Na beira do manguezal do Rio Areias (SC), a juventude preta se organiza para fortalecer a comunicação comunitária com ancestralidade, tecnologia e resistência.
A história da Rádio Web Araquadrillha não começa com um estúdio moderno, microfones caros ou estrutura técnica de última geração. Ela começa no improviso, no quintal, com madeira reciclada e o desejo genuíno de se comunicar com a quebrada. No território remanescente quilombola Areias Pequenas, entre o manguezal e a resistência, a juventude preta da banca Araquadrillha planta sementes de cultura, comunicação e pertencimento.
O embrião da rádio surgiu nos fundos da casa do primo Nico, onde a gurizada se reunia para produzir, gravar e rimar suas vivências. Um espaço precário, mas vibrante, onde os beats e as palavras tem a força de quem entende que comunicar-se é também lutar para existir.
Foi durante um mapeamento dos Agentes Territoriais de Cultura que o projeto ganhou novos contornos. Ao visitar a banca para cadastrá-la no Mapa da Cultura, o produtor cultural João França percebeu o potencial criativo e simbólico que aquele espaço carregava. “Quando cheguei lá e vi aquele estúdio, conheci a história da comunidade e a gurizada engajada na parada, me acendeu uma luz”, relata.
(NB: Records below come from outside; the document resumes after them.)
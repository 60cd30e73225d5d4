use std::fmt;
use std::str::FromStr;

use serde::{Deserialize, Serialize};

use crate::error::Error;

/// Model architecture a generation session runs on.
///
/// Only some of these carry a latent preview profile; the rest are part of
/// the wider model taxonomy and are rejected when a preview is requested.
#[derive(Clone, Copy, Debug, PartialEq, Eq, Hash, Serialize, Deserialize)]
pub enum BaseModel {
    #[serde(rename = "any")]
    Any,
    #[serde(rename = "sd-1")]
    StableDiffusion1,
    #[serde(rename = "sd-2")]
    StableDiffusion2,
    #[serde(rename = "sdxl")]
    StableDiffusionXL,
    #[serde(rename = "sdxl-refiner")]
    StableDiffusionXLRefiner,
    #[serde(rename = "sd-3")]
    StableDiffusion3,
    #[serde(rename = "cogview4")]
    CogView4,
    #[serde(rename = "flux")]
    Flux,
    #[serde(rename = "flux-kontext")]
    FluxKontext,
    #[serde(rename = "imagen3")]
    Imagen3,
    #[serde(rename = "imagen4")]
    Imagen4,
    #[serde(rename = "chatgpt-4o")]
    ChatGpt4o,
}

impl BaseModel {
    pub const ALL: [BaseModel; 12] = [
        BaseModel::Any,
        BaseModel::StableDiffusion1,
        BaseModel::StableDiffusion2,
        BaseModel::StableDiffusionXL,
        BaseModel::StableDiffusionXLRefiner,
        BaseModel::StableDiffusion3,
        BaseModel::CogView4,
        BaseModel::Flux,
        BaseModel::FluxKontext,
        BaseModel::Imagen3,
        BaseModel::Imagen4,
        BaseModel::ChatGpt4o,
    ];

    /// Wire tag, as used in serialized sessions and on the command line
    pub fn tag(&self) -> &'static str {
        match self {
            BaseModel::Any => "any",
            BaseModel::StableDiffusion1 => "sd-1",
            BaseModel::StableDiffusion2 => "sd-2",
            BaseModel::StableDiffusionXL => "sdxl",
            BaseModel::StableDiffusionXLRefiner => "sdxl-refiner",
            BaseModel::StableDiffusion3 => "sd-3",
            BaseModel::CogView4 => "cogview4",
            BaseModel::Flux => "flux",
            BaseModel::FluxKontext => "flux-kontext",
            BaseModel::Imagen3 => "imagen3",
            BaseModel::Imagen4 => "imagen4",
            BaseModel::ChatGpt4o => "chatgpt-4o",
        }
    }
}

impl fmt::Display for BaseModel {
    fn fmt(&self, f: &mut fmt::Formatter<'_>) -> fmt::Result {
        f.write_str(self.tag())
    }
}

impl FromStr for BaseModel {
    type Err = Error;

    fn from_str(s: &str) -> Result<Self, Self::Err> {
        let s = s.trim();
        BaseModel::ALL
            .iter()
            .copied()
            .find(|model| model.tag().eq_ignore_ascii_case(s))
            .ok_or_else(|| Error::UnsupportedArchitecture(s.to_string()))
    }
}
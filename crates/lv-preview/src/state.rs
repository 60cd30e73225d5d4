use burn::tensor::{backend::Backend, DType, Device, Tensor};

/// Latent tensor handed over by the sampler.
///
/// Samplers report either a single `[C, H, W]` latent or a batched
/// `[N, C, H, W]` one; previews only ever look at the first batch element.
#[derive(Clone, Debug)]
pub enum LatentSample<B: Backend> {
    Unbatched(Tensor<B, 3>),
    Batched(Tensor<B, 4>),
}

impl<B: Backend> LatentSample<B> {
    pub fn device(&self) -> Device<B> {
        match self {
            LatentSample::Unbatched(t) => t.device(),
            LatentSample::Batched(t) => t.device(),
        }
    }

    /// Float precision the sampler produced the latents in
    pub fn dtype(&self) -> DType {
        match self {
            LatentSample::Unbatched(t) => t.dtype(),
            LatentSample::Batched(t) => t.dtype(),
        }
    }

    /// Latent channel depth
    pub fn channels(&self) -> usize {
        match self {
            LatentSample::Unbatched(t) => t.dims()[0],
            LatentSample::Batched(t) => t.dims()[1],
        }
    }

    /// `[C, H, W]` view of the first batch element; the rest are dropped
    pub fn into_first(self) -> Tensor<B, 3> {
        match self {
            LatentSample::Unbatched(t) => t,
            LatentSample::Batched(t) => {
                let [_batch, c, h, w] = t.dims();
                t.narrow(0, 0, 1).reshape([c, h, w])
            }
        }
    }
}

impl<B: Backend> From<Tensor<B, 3>> for LatentSample<B> {
    fn from(tensor: Tensor<B, 3>) -> Self {
        LatentSample::Unbatched(tensor)
    }
}

impl<B: Backend> From<Tensor<B, 4>> for LatentSample<B> {
    fn from(tensor: Tensor<B, 4>) -> Self {
        LatentSample::Batched(tensor)
    }
}

/// Snapshot of the sampler after one denoising iteration
#[derive(Clone, Debug)]
pub struct IntermediateState<B: Backend> {
    pub step: usize,
    pub total_steps: usize,

    /// Model evaluations per reported step index
    pub order: usize,

    /// Current noisy latents
    pub latents: LatentSample<B>,

    /// Solver's estimate of the fully denoised latents, when it has one
    pub predicted_original: Option<LatentSample<B>>,
}

impl<B: Backend> IntermediateState<B> {
    pub fn new(
        step: usize,
        total_steps: usize,
        order: usize,
        latents: impl Into<LatentSample<B>>,
    ) -> Self {
        Self {
            step,
            total_steps,
            order,
            latents: latents.into(),
            predicted_original: None,
        }
    }

    pub fn with_predicted_original(mut self, predicted: impl Into<LatentSample<B>>) -> Self {
        self.predicted_original = Some(predicted.into());
        self
    }

    /// Best available estimate of the final latents
    pub fn preview_sample(&self) -> &LatentSample<B> {
        self.predicted_original.as_ref().unwrap_or(&self.latents)
    }
}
O momento era oportuno: o município havia recém aderido à Política Nacional Aldir Blanc (PNAB), abrindo possibilidades de fomentar ações culturais estruturantes com recurso público. Da aproximação com os jovens da Araquadrillha, João também estreitou laços com os mais velhos da comunidade, entendendo a profundidade histórica e ancestral daquele território.
Nesse processo, novas conexões foram reveladas. Em conversa com o mais velho Tatetu de Nkise Kelawe, do Nzo Nkise Nzazi — casa de candomblé angola situada no Itinga — descobriram vínculos familiares que atravessavam gerações e ligavam as trajetórias da juventude atual a ancestrais libertos que se diziam “das Areias”. A descoberta de Tia Ziza, parente de ambos os lados, selou o reencontro da memória com o presente.
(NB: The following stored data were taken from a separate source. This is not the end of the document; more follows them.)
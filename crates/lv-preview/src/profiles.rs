// ===========================================================================
// lv-preview/src/profiles.rs
// ===========================================================================

use burn::tensor::{backend::Backend, DType, Device, Tensor};
use lv_core::error::{Error, Result};
use lv_core::BaseModel;

use crate::state::LatentSample;

/// Pixels per latent cell along each axis, for every supported autoencoder
pub const LATENT_SCALE_FACTOR: u32 = 8;

// Factors are linear fits of autoencoder output color against latent
// channels; rows are latent channels, columns are R, G, B.

/// Stable Diffusion 1.x / 2.x
pub const SD1_5_LATENT_RGB_FACTORS: [[f32; 3]; 4] = [
    [0.3444, 0.1385, 0.0670],
    [0.1247, 0.4027, 0.1494],
    [-0.3192, 0.2513, 0.2103],
    [-0.1307, -0.1874, -0.7445],
];

/// Stable Diffusion XL base and refiner
pub const SDXL_LATENT_RGB_FACTORS: [[f32; 3]; 4] = [
    [0.3816, 0.4930, 0.5320],
    [-0.3753, 0.1631, 0.1739],
    [0.1770, 0.3588, -0.2048],
    [-0.4350, -0.2644, -0.4289],
];

pub const SDXL_SMOOTH_KERNEL: [[f32; 3]; 3] = [
    [0.0358, 0.0964, 0.0358],
    [0.0964, 0.4711, 0.0964],
    [0.0358, 0.0964, 0.0358],
];

/// Stable Diffusion 3.5
pub const SD3_5_LATENT_RGB_FACTORS: [[f32; 3]; 16] = [
    [-0.05240681, 0.03251581, 0.0749016],
    [-0.0580572, 0.00759826, 0.05729818],
    [0.16144888, 0.01270368, -0.03768577],
    [0.14418615, 0.08460266, 0.15941818],
    [0.04894035, 0.0056485, -0.06686988],
    [0.05187166, 0.19222395, 0.06261094],
    [0.1539433, 0.04818359, 0.07103094],
    [-0.08601796, 0.09013458, 0.10893912],
    [-0.12398469, -0.06766567, 0.0033688],
    [-0.0439737, 0.07825329, 0.02258823],
    [0.03101129, 0.06382551, 0.07753657],
    [-0.01315361, 0.08554491, -0.08772475],
    [0.06464487, 0.05914605, 0.13262741],
    [-0.07863674, -0.02261737, -0.12761454],
    [-0.09923835, -0.08010759, -0.06264447],
    [-0.03392309, -0.0804029, -0.06078822],
];

pub const FLUX_LATENT_RGB_FACTORS: [[f32; 3]; 16] = [
    [-0.0412, 0.0149, 0.0521],
    [0.0056, 0.0291, 0.0768],
    [0.0342, -0.0681, -0.0427],
    [-0.0258, 0.0092, 0.0463],
    [0.0863, 0.0784, 0.0547],
    [-0.0017, 0.0402, 0.0158],
    [0.0501, 0.1058, 0.1152],
    [-0.0209, -0.0218, -0.0329],
    [-0.0314, 0.0083, 0.0896],
    [0.0851, 0.0665, -0.0472],
    [-0.0534, 0.0238, -0.0024],
    [0.0452, -0.0026, 0.0048],
    [0.0892, 0.0831, 0.0881],
    [-0.1117, -0.0304, -0.0789],
    [0.0027, -0.0479, -0.0043],
    [-0.1146, -0.0827, -0.0598],
];

pub const COGVIEW4_LATENT_RGB_FACTORS: [[f32; 3]; 16] = [
    [0.00408832, -0.00082485, -0.00214816],
    [0.00084172, 0.00132241, 0.00842067],
    [-0.00466737, -0.00983181, -0.00699561],
    [0.03698397, -0.04797235, 0.03585809],
    [0.00234701, -0.00124326, 0.00080869],
    [-0.00723903, -0.00388422, -0.00656606],
    [-0.00970917, -0.00467356, -0.00971113],
    [0.17292486, -0.03452463, -0.1457515],
    [0.02330308, 0.02942557, 0.02704329],
    [-0.00903131, -0.01499841, -0.01432564],
    [0.01250298, 0.0019407, -0.02168986],
    [0.01371188, 0.00498283, -0.01302135],
    [0.42396525, 0.4280575, 0.42148206],
    [0.00983825, 0.00613302, 0.00610316],
    [0.00473307, -0.00889551, -0.00915924],
    [-0.00955853, -0.00980067, -0.00977842],
];

/// Color approximation constants for one latent layout
#[derive(Debug)]
pub struct ArchitectureProfile {
    pub name: &'static str,

    /// [C, 3] latent channel to RGB projection
    pub latent_rgb_factors: &'static [[f32; 3]],

    /// Optional 3x3 smoothing applied to each color channel after projection
    pub smooth_kernel: Option<&'static [[f32; 3]; 3]>,

    /// Pixels per latent cell
    pub spatial_downscale: u32,
}

impl ArchitectureProfile {
    pub fn latent_channels(&self) -> usize {
        self.latent_rgb_factors.len()
    }
}

static SD1_PROFILE: ArchitectureProfile = ArchitectureProfile {
    name: "sd-1.5",
    latent_rgb_factors: &SD1_5_LATENT_RGB_FACTORS,
    smooth_kernel: None,
    spatial_downscale: LATENT_SCALE_FACTOR,
};

static SDXL_PROFILE: ArchitectureProfile = ArchitectureProfile {
    name: "sdxl",
    latent_rgb_factors: &SDXL_LATENT_RGB_FACTORS,
    smooth_kernel: Some(&SDXL_SMOOTH_KERNEL),
    spatial_downscale: LATENT_SCALE_FACTOR,
};

static SD3_PROFILE: ArchitectureProfile = ArchitectureProfile {
    name: "sd-3.5",
    latent_rgb_factors: &SD3_5_LATENT_RGB_FACTORS,
    smooth_kernel: None,
    spatial_downscale: LATENT_SCALE_FACTOR,
};

static COGVIEW4_PROFILE: ArchitectureProfile = ArchitectureProfile {
    name: "cogview4",
    latent_rgb_factors: &COGVIEW4_LATENT_RGB_FACTORS,
    smooth_kernel: None,
    spatial_downscale: LATENT_SCALE_FACTOR,
};

static FLUX_PROFILE: ArchitectureProfile = ArchitectureProfile {
    name: "flux",
    latent_rgb_factors: &FLUX_LATENT_RGB_FACTORS,
    smooth_kernel: None,
    spatial_downscale: LATENT_SCALE_FACTOR,
};

/// Architectures with a preview profile. New architectures get a row here.
static REGISTRY: [(BaseModel, &ArchitectureProfile); 7] = [
    (BaseModel::StableDiffusion1, &SD1_PROFILE),
    (BaseModel::StableDiffusion2, &SD1_PROFILE),
    (BaseModel::StableDiffusionXL, &SDXL_PROFILE),
    (BaseModel::StableDiffusionXLRefiner, &SDXL_PROFILE),
    (BaseModel::StableDiffusion3, &SD3_PROFILE),
    (BaseModel::CogView4, &COGVIEW4_PROFILE),
    (BaseModel::Flux, &FLUX_PROFILE),
];

/// Look up the preview profile for an architecture
pub fn resolve(base_model: BaseModel) -> Result<&'static ArchitectureProfile> {
    REGISTRY
        .iter()
        .find(|(model, _)| *model == base_model)
        .map(|(_, profile)| *profile)
        .ok_or_else(|| Error::UnsupportedArchitecture(base_model.to_string()))
}

pub fn is_supported(base_model: BaseModel) -> bool {
    resolve(base_model).is_ok()
}

/// Architectures that can be previewed
pub fn registered() -> impl Iterator<Item = BaseModel> {
    REGISTRY.iter().map(|(model, _)| *model)
}

/// Profile constants materialized as tensors in a sample's numeric context.
///
/// The factors are cast to the sample's float dtype and live on the
/// sample's device, so projection never mixes precisions or devices.
#[derive(Clone, Debug)]
pub struct AdaptedProfile<B: Backend> {
    /// [C, 3]
    pub factors: Tensor<B, 2>,

    /// Depthwise weights [3, 1, 3, 3], one copy of the kernel per color channel
    pub kernel: Option<Tensor<B, 4>>,

    pub spatial_downscale: u32,
}

impl<B: Backend> AdaptedProfile<B> {
    pub fn new(profile: &ArchitectureProfile, device: &Device<B>, dtype: DType) -> Self {
        let channels = profile.latent_channels();
        let factors: Vec<f32> = profile
            .latent_rgb_factors
            .iter()
            .flat_map(|row| row.iter().copied())
            .collect();
        let factors = Tensor::<B, 1>::from_floats(factors.as_slice(), device)
            .reshape([channels, 3])
            .cast(dtype);

        let kernel = profile.smooth_kernel.map(|kernel| {
            let weights: Vec<f32> = (0..3)
                .flat_map(|_| kernel.iter().flat_map(|row| row.iter().copied()))
                .collect();
            Tensor::<B, 1>::from_floats(weights.as_slice(), device)
                .reshape([3, 1, 3, 3])
                .cast(dtype)
        });

        Self {
            factors,
            kernel,
            spatial_downscale: profile.spatial_downscale,
        }
    }

    /// Adapt to wherever and in whatever precision `sample` lives
    pub fn for_sample(profile: &ArchitectureProfile, sample: &LatentSample<B>) -> Self {
        Self::new(profile, &sample.device(), sample.dtype())
    }

    pub fn latent_channels(&self) -> usize {
        self.factors.dims()[0]
    }
}

#[cfg(test)]
mod tests {
    use burn_ndarray::NdArray;
    use super::*;

    type TestBackend = NdArray;

    #[test]
    fn test_registered_profiles() {
        let expected = [
            (BaseModel::StableDiffusion1, 4, false),
            (BaseModel::StableDiffusion2, 4, false),
            (BaseModel::StableDiffusionXL, 4, true),
            (BaseModel::StableDiffusionXLRefiner, 4, true),
            (BaseModel::StableDiffusion3, 16, false),
            (BaseModel::CogView4, 16, false),
            (BaseModel::Flux, 16, false),
        ];

        for (model, channels, smoothed) in expected {
            let profile = resolve(model).unwrap();
            assert_eq!(profile.latent_channels(), channels, "{model}");
            assert_eq!(profile.smooth_kernel.is_some(), smoothed, "{model}");
            assert_eq!(profile.spatial_downscale, 8);
        }

        assert_eq!(registered().count(), expected.len());
    }

    #[test]
    fn test_sub_variants_share_profiles() {
        let sd1 = resolve(BaseModel::StableDiffusion1).unwrap();
        let sd2 = resolve(BaseModel::StableDiffusion2).unwrap();
        assert!(std::ptr::eq(sd1, sd2));

        let base = resolve(BaseModel::StableDiffusionXL).unwrap();
        let refiner = resolve(BaseModel::StableDiffusionXLRefiner).unwrap();
        assert!(std::ptr::eq(base, refiner));
    }

    #[test]
    fn test_unsupported_architectures() {
        for model in [
            BaseModel::Any,
            BaseModel::FluxKontext,
            BaseModel::Imagen3,
            BaseModel::Imagen4,
            BaseModel::ChatGpt4o,
        ] {
            assert!(!is_supported(model));
            match resolve(model) {
                Err(Error::UnsupportedArchitecture(tag)) => assert_eq!(tag, model.tag()),
                other => panic!("Expected UnsupportedArchitecture, got {:?}", other),
            }
        }
    }

    #[test]
    fn test_adapted_profile_shapes() {
        let device = Default::default();

        let sd3 = AdaptedProfile::<TestBackend>::new(resolve(BaseModel::StableDiffusion3).unwrap(), &device, DType::F32);
        assert_eq!(sd3.factors.dims(), [16, 3]);
        assert_eq!(sd3.latent_channels(), 16);
        assert!(sd3.kernel.is_none());

        let sdxl = AdaptedProfile::<TestBackend>::new(resolve(BaseModel::StableDiffusionXL).unwrap(), &device, DType::F32);
        let kernel = sdxl.kernel.unwrap();
        assert_eq!(kernel.dims(), [3, 1, 3, 3]);

        let weights: Vec<f32> = kernel.into_data().iter::<f32>().collect();
        assert_eq!(weights[4], 0.4711);
        assert_eq!(weights[9 + 4], 0.4711);
        assert_eq!(weights[18], 0.0358);
    }

    #[test]
    fn test_adapted_factors_keep_row_order() {
        let device = Default::default();
        let adapted = AdaptedProfile::<TestBackend>::new(resolve(BaseModel::Flux).unwrap(), &device, DType::F32);

        let values: Vec<f32> = adapted.factors.into_data().iter::<f32>().collect();
        assert_eq!(&values[..3], &FLUX_LATENT_RGB_FACTORS[0]);
        assert_eq!(&values[45..], &FLUX_LATENT_RGB_FACTORS[15]);
    }

    #[test]
    fn test_adapted_profile_follows_sample_dtype() {
        let device = Default::default();
        let sample = LatentSample::from(Tensor::<TestBackend, 3>::ones([4, 2, 2], &device).cast(DType::F64));

        let adapted = AdaptedProfile::for_sample(resolve(BaseModel::StableDiffusionXL).unwrap(), &sample);

        assert_eq!(adapted.factors.dtype(), DType::F64);
        assert_eq!(adapted.kernel.unwrap().dtype(), DType::F64);
    }
}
Foi assim que duas potências se uniram: o terreiro e a quebrada. O NZO e a banca Araquadrillha somaram força, saber e coragem para transformar o antigo estúdio improvisado em um polo de comunicação comunitária. A Rádio Web Araquadrillha nasce desse encontro. Uma iniciativa preta, periférica e ancestral que compreende a comunicação como território de disputa, ferramenta de identidade e instrumento de cuidado.
Mais do que uma rádio, o projeto é um movimento de afirmação coletiva. Um microfone aberto para o quilombo falar por si. Uma antena que transmite não só músicas, mas também histórias, saberes tradicionais, denúncias e celebrações. Em tempos de desinformação, apagamento e violência simbólica, iniciativas como essa reafirmam o direito de narrar a própria história.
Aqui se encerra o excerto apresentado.